When to test after exposure: the window period
Every test has a window — the gap between exposure and when the test can reliably detect infection. Test too early and a real infection can read negative, because antibodies or organism levels haven't risen enough yet. HIV antigen/antibody tests, syphilis blood tests, and gonorrhea/chlamydia NAATs each have their own detection windows, so a single negative right after a risky encounter doesn't fully clear you.
If you have a specific exposure you're worried about, time your test to the right window for each infection and repeat it if you tested early — see when to test after exposure for the per-infection timing. When a recent exposure could be HIV, don't wait passively: an urgent clinic visit may put post-exposure prophylaxis on the table, and on the prevention side, treating HIV early is itself protective — more on how earlier hiv treatment can help prevention.
Where to get tested and what it costs
You have several routes: a primary care clinician, a sexual-health or LGBTQ+ clinic, a Planned Parenthood, a public health department, or an at-home mail-in kit. Public health clinics often offer low- or no-cost STI testing, and many sexual-health clinics are set up specifically for the multi-site swabbing men who have sex with men need. At-home kits let you collect throat, rectal, and urine or blood samples privately and mail them in, which removes the in-person hurdle for a lot of people.
Costs vary widely by site, insurance, and which panel you order, so confirm before you go. If you're choosing among mail-in options, compare testing providers to see which ones include the throat and rectal swabs you actually need rather than urine alone. When you're ready, you can get tested through the right panel for your exposures.
Reading your results and how accurate they are
NAATs for gonorrhea and chlamydia are highly sensitive and specific, which is why they're the standard. The biggest source of a false reassurance isn't a faulty test — it's the wrong sample: a clean urine result tells you nothing about a throat or rectal infection that was never swabbed. That single gap is the most common screening mistake among men who have sex with men.

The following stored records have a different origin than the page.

use crate::calculator::{Calculator, CostAccumulator};
use crate::config::{GrowthModel, SimulationConfig};
use crate::data_structures::{
    MonthlyResult, SimulationRun, SimulationWarning, StorageClass, Strategy,
};
use crate::error::{Result, SimulationError};
use crate::ledger::GenerationLedger;
use crate::policy::{policy_for, TransitionPolicy};
use crate::pricing::PricingTable;
use chrono::{Months, NaiveDate};
use tracing::{debug, info, warn};

/// Bytes ingested each month, computed once so every policy sees the same
/// arrivals.
#[derive(Debug, Clone, PartialEq)]
pub struct IngestionSchedule {
    amounts: Vec<f64>,
    warnings: Vec<SimulationWarning>,
}

impl IngestionSchedule {
    /// Month 1 ingests the initial data. Later months follow the growth
    /// model, with percentage growth applied to the previous month's total.
    /// Stops early if the amounts stop being finite.
    pub fn build(config: &SimulationConfig) -> Self {
        let mut amounts = Vec::with_capacity(config.horizon_months as usize);
        let mut warnings = Vec::new();
        let mut total = 0.0;

        for month in 1..=config.horizon_months {
            let amount = if month == 1 {
                config.initial_bytes
            } else {
                match config.growth {
                    GrowthModel::None => 0.0,
                    GrowthModel::Percentage { monthly_rate } => total * monthly_rate,
                    GrowthModel::Fixed { bytes_per_month } => bytes_per_month,
                }
            };

            if !(amount.is_finite() && (total + amount).is_finite()) {
                warn!(month, "ingestion overflowed, truncating the horizon");
                warnings.push(SimulationWarning::NumericOverflow {
                    month,
                    quantity: "ingested bytes".to_string(),
                });
                break;
            }

            total += amount;
            amounts.push(amount);
        }

        Self { amounts, warnings }
    }

    /// Bytes arriving in `month` (1-based), if the schedule reaches it.
    pub fn amount(&self, month: u32) -> Option<f64> {
        let index = (month as usize).checked_sub(1)?;
        self.amounts.get(index).copied()
    }

    pub fn months(&self) -> u32 {
        self.amounts.len() as u32
    }

    pub fn total(&self) -> f64 {
        self.amounts.iter().sum()
    }

    pub fn warnings(&self) -> &[SimulationWarning] {
        &self.warnings
    }

    pub fn is_truncated(&self) -> bool {
        !self.warnings.is_empty()
    }
}

/// Runs one policy over the configured horizon.
pub struct Simulator {
    config: SimulationConfig,
    pricing: PricingTable,
    calculator: Calculator,
}

impl Simulator {
    /// Validates every input up front; nothing is simulated on error.
    pub fn new(config: SimulationConfig, pricing: PricingTable) -> Result<Self> {
        config.validate()?;
        pricing.validate()?;
        config.lifecycle.validate()?;

        Ok(Self {
            config,
            pricing,
            calculator: Calculator::new(),
        })
    }

    pub fn config(&self) -> &SimulationConfig {
        &self.config
    }

    pub fn pricing(&self) -> &PricingTable {
        &self.pricing
    }

    pub fn schedule(&self) -> IngestionSchedule {
        IngestionSchedule::build(&self.config)
    }

    pub fn run(&self, strategy: Strategy) -> Result<SimulationRun> {
        let policy = policy_for(strategy, &self.config, &self.pricing)?;
        Ok(self.run_with_schedule(policy.as_ref(), &self.schedule()))
    }

    pub fn run_with_schedule(
        &self,
        policy: &dyn TransitionPolicy,
        schedule: &IngestionSchedule,
    ) -> SimulationRun {
        let config = &self.config;
        info!(
            strategy = %policy.strategy(),
            months = config.horizon_months,
            region = self.pricing.region(),
            "starting simulation run"
        );

        let mut ledger = GenerationLedger::new();
        let mut cumulative = CostAccumulator::new();
        let mut rows = Vec::with_capacity(config.horizon_months as usize);
        let mut warnings = schedule.warnings().to_vec();
        let mut truncated = schedule.is_truncated();

        for month in 1..=config.horizon_months {
            let Some(ingested) = schedule.amount(month) else {
                break;
            };

            ledger.advance_age();
            ledger.create(month, ingested, config.large_object_fraction);

            let mut events = policy.evaluate_month(month, &mut ledger, config);
            ledger.merge_where(|a, b| policy.interchangeable(a, b));
            events.extend(policy.cost_events_for_month(&ledger, config));

            let accrued = self
                .calculator
                .accrue(month, &ledger, &events, config, &self.pricing)
                .and_then(|costs| {
                    cumulative.add(costs.total());
                    if cumulative.total().is_finite() {
                        Ok(costs)
                    } else {
                        Err(SimulationError::numeric(month, "cumulative cost"))
                    }
                });
            let costs = match accrued {
                Ok(costs) => costs,
                Err(err) => {
                    warn!(strategy = %policy.strategy(), "{}", err);
                    warnings.push(overflow_warning(err, month));
                    truncated = true;
                    break;
                }
            };

            let reconciled_bytes = ledger.prune(config.negligible_fraction * ledger.total_bytes());

            let tiers = ledger.bytes_by_class();
            let eligible = ledger.eligible_bytes();
            let pinned = ledger.pinned_bytes();
            let row = MonthlyResult {
                month,
                period: period_for(config.start_date, month),
                standard_bytes: tiers[StorageClass::Standard],
                nearline_bytes: tiers[StorageClass::Nearline],
                coldline_bytes: tiers[StorageClass::Coldline],
                archive_bytes: tiers[StorageClass::Archive],
                total_bytes: tiers.total(),
                ingested_bytes: ingested,
                total_cost: costs.total(),
                costs,
                cumulative_cost: cumulative.total(),
                managed_objects: self.calculator.managed_objects(&events),
                total_objects: eligible / config.avg_large_object_bytes
                    + pinned / config.avg_small_object_bytes,
                transitioned_bytes: events.iter().map(|event| event.moved_bytes()).sum(),
                reconciled_bytes,
                generation_count: ledger.len(),
            };

            debug!(
                strategy = %policy.strategy(),
                month,
                total_bytes = row.total_bytes,
                total_cost = row.total_cost,
                generations = row.generation_count,
                "month simulated"
            );
            rows.push(row);
        }

        if truncated {
            warn!(
                strategy = %policy.strategy(),
                months = rows.len(),
                "simulation truncated"
            );
        }
        info!(
            strategy = %policy.strategy(),
            months = rows.len(),
            total_cost = cumulative.total(),
            "simulation run finished"
        );

        SimulationRun::new(policy.strategy(), rows, warnings, truncated)
    }
}

fn period_for(start_date: Option<NaiveDate>, month: u32) -> Option<NaiveDate> {
    start_date?.checked_add_months(Months::new(month.saturating_sub(1)))
}

fn overflow_warning(err: SimulationError, month: u32) -> SimulationWarning {
    match err {
        SimulationError::Numeric { month, quantity } => {
            SimulationWarning::NumericOverflow { month, quantity }
        }
        SimulationError::Configuration { field, .. } => SimulationWarning::NumericOverflow {
            month,
            quantity: field,
        },
    }
}

#[cfg(test)]
mod tests {
    use super::*;
    use crate::config::AccessRates;
    use crate::data_structures::BYTES_PER_GIB;

    fn config() -> SimulationConfig {
        SimulationConfig {
            initial_bytes: 1024.0 * BYTES_PER_GIB,
            ..SimulationConfig::default()
        }
    }

    fn simulator(config: SimulationConfig) -> Simulator {
        Simulator::new(config, PricingTable::base()).unwrap()
    }

    #[test]
    fn test_schedule_percentage_growth_compounds() {
        let config = SimulationConfig {
            initial_bytes: 1000.0,
            growth: GrowthModel::Percentage { monthly_rate: 0.1 },
            ..SimulationConfig::default()
        };
        let schedule = IngestionSchedule::build(&config);

        assert_eq!(schedule.amount(1), Some(1000.0));
        assert_eq!(schedule.amount(2), Some(100.0));
        assert!((schedule.amount(3).unwrap() - 110.0).abs() < 1e-9);
        assert_eq!(schedule.amount(0), None);
        assert_eq!(schedule.months(), 12);
        assert!(!schedule.is_truncated());
    }

    #[test]
    fn test_schedule_fixed_growth() {
        let config = SimulationConfig {
            initial_bytes: 1000.0,
            growth: GrowthModel::Fixed {
                bytes_per_month: 50.0,
            },
            ..SimulationConfig::default()
        };
        let schedule = IngestionSchedule::build(&config);

        assert_eq!(schedule.amount(12), Some(50.0));
        assert_eq!(schedule.total(), 1000.0 + 11.0 * 50.0);
    }

    #[test]
    fn test_schedule_truncates_on_overflow() {
        let config = SimulationConfig {
            initial_bytes: 1e300,
            growth: GrowthModel::Percentage { monthly_rate: 1e10 },
            ..SimulationConfig::default()
        };
        let schedule = IngestionSchedule::build(&config);

        assert_eq!(schedule.months(), 1);
        assert!(schedule.is_truncated());
        assert_eq!(
            schedule.warnings()[0],
            SimulationWarning::NumericOverflow {
                month: 2,
                quantity: "ingested bytes".to_string()
            }
        );
    }

    #[test]
    fn test_invalid_inputs_rejected_before_running() {
        let config = SimulationConfig {
            horizon_months: 3,
            ..SimulationConfig::default()
        };
        let err = Simulator::new(config, PricingTable::base()).err().unwrap();
        assert_eq!(err.field(), Some("horizon_months"));

        let pricing = PricingTable::base().without_tier(StorageClass::Nearline);
        let err = Simulator::new(SimulationConfig::default(), pricing)
            .err()
            .unwrap();
        assert_eq!(err.field(), Some("pricing.tiers.nearline"));
    }

    #[test]
    fn test_rows_cover_horizon() {
        let simulator = simulator(config());
        for strategy in [Strategy::Autoclass, Strategy::Lifecycle] {
            let run = simulator.run(strategy).unwrap();
            assert_eq!(run.rows().len(), 12);
            assert!(!run.is_truncated());
            assert_eq!(run.strategy(), strategy);
            for (index, row) in run.rows().iter().enumerate() {
                assert_eq!(row.month(), index as u32 + 1);
            }
        }
    }

    #[test]
    fn test_first_month_is_all_standard() {
        let run = simulator(config()).run(Strategy::Lifecycle).unwrap();
        let first = &run.rows()[0];

        assert_eq!(first.bytes_in(StorageClass::Standard), 1024.0 * BYTES_PER_GIB);
        assert!((first.costs().storage() - 1024.0 * 0.020).abs() < 1e-9);
        assert_eq!(first.transitioned_bytes(), 0.0);
    }

    #[test]
    fn test_bytes_conserved_without_growth() {
        let run = simulator(config()).run(Strategy::Autoclass).unwrap();
        let initial = 1024.0 * BYTES_PER_GIB;
        for row in run.rows() {
            assert!((row.total_bytes() - initial).abs() / initial < 1e-9);
        }
    }

    #[test]
    fn test_cumulative_cost_is_running_sum() {
        let config = SimulationConfig {
            access_rates: AccessRates::default().with_rate(StorageClass::Coldline, 0.05),
            ..config()
        };
        let run = simulator(config).run(Strategy::Lifecycle).unwrap();

        let mut sum = 0.0;
        for row in run.rows() {
            sum += row.total_cost();
            assert!((row.cumulative_cost() - sum).abs() < 1e-9);
        }
        assert_eq!(run.total_cost(), run.final_row().unwrap().cumulative_cost());
    }

    #[test]
    fn test_period_labels_follow_start_date() {
        let config = SimulationConfig {
            start_date: NaiveDate::from_ymd_opt(2025, 11, 1),
            ..config()
        };
        let run = simulator(config).run(Strategy::Autoclass).unwrap();

        assert_eq!(run.rows()[0].period(), NaiveDate::from_ymd_opt(2025, 11, 1));
        assert_eq!(run.rows()[2].period(), NaiveDate::from_ymd_opt(2026, 1, 1));
    }

    #[test]
    fn test_overflowing_cost_truncates_run() {
        let pricing = PricingTable::base().with_tier(
            StorageClass::Standard,
            crate::pricing::TierRates::new(1e300, 0.0, 0.0, 0),
        );
        let config = SimulationConfig {
            initial_bytes: 1e300,
            ..SimulationConfig::default()
        };
        let run = Simulator::new(config, pricing)
            .unwrap()
            .run(Strategy::Lifecycle)
            .unwrap();

        assert!(run.is_truncated());
        assert!(run.rows().is_empty());
        assert_eq!(
            run.warnings(),
            &[SimulationWarning::NumericOverflow {
                month: 1,
                quantity: "monthly cost".to_string()
            }]
        );
    }

    #[test]
    fn test_generation_count_stays_bounded() {
        let config = SimulationConfig {
            horizon_months: 60,
            growth: GrowthModel::Percentage { monthly_rate: 0.05 },
            access_rates: AccessRates {
                standard: 0.1,
                nearline: 0.1,
                coldline: 0.1,
                archive: 0.1,
            },
            ..config()
        };
        let run = simulator(config).run(Strategy::Autoclass).unwrap();
        let final_row = run.final_row().unwrap();

        assert!(final_row.generation_count() <= 4 * 60);
    }

    #[test]
    fn test_pruning_reconciles_mass_into_surviving_generations() {
        let busy = |negligible_fraction: f64| SimulationConfig {
            horizon_months: 60,
            growth: GrowthModel::Percentage { monthly_rate: 0.05 },
            access_rates: AccessRates {
                standard: 0.1,
                nearline: 0.1,
                coldline: 0.1,
                archive: 0.1,
            },
            negligible_fraction,
            ..config()
        };
        let pruned = simulator(busy(1e-3)).run(Strategy::Autoclass).unwrap();
        let unpruned = simulator(busy(1e-6)).run(Strategy::Autoclass).unwrap();

        let reconciled: f64 = pruned.rows().iter().map(|row| row.reconciled_bytes()).sum();
        assert!(reconciled > 0.0);
        assert!(
            pruned.final_row().unwrap().generation_count()
                < unpruned.final_row().unwrap().generation_count()
        );

        let mut ingested = 0.0;
        for row in pruned.rows() {
            ingested += row.ingested_bytes();
            assert!((row.total_bytes() - ingested).abs() <= ingested * 1e-9);
        }
    }
}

Some screening tests are designed to catch as much as possible, so a reactive result may be confirmed with a second, more specific test before it's called positive — that's routine for syphilis and HIV and isn't cause for panic. A negative result is only as good as your timing: if you tested inside the window after a recent exposure, repeat it later.
If a result comes back positive
A positive isn't an emergency, and the common bacterial STIs are curable with standard antibiotics. Start treatment promptly, tell recent partners so they can test, and avoid sex until you and your partners are treated. For regimens and what treatment looks like, see our get tested and treatment guidance rather than self-dosing.
When to see a clinician
See a clinician promptly if you have symptoms — discharge, burning with urination, a sore or ulcer, rectal pain or bleeding, a new rash, swollen lymph nodes, or sore throat that lingers. Also book a visit if a partner tells you they tested positive, if you've had a high-risk exposure and want to discuss prevention, or if you're starting PrEP and need your baseline panel. And if you and a partner are planning a pregnancy together, know that everyone who is pregnant is screened for HIV and syphilis because treating these protects the baby USPSTF syphilis in pregnancy — see how clinicians distinguish group b strep vs stis in pregnancy.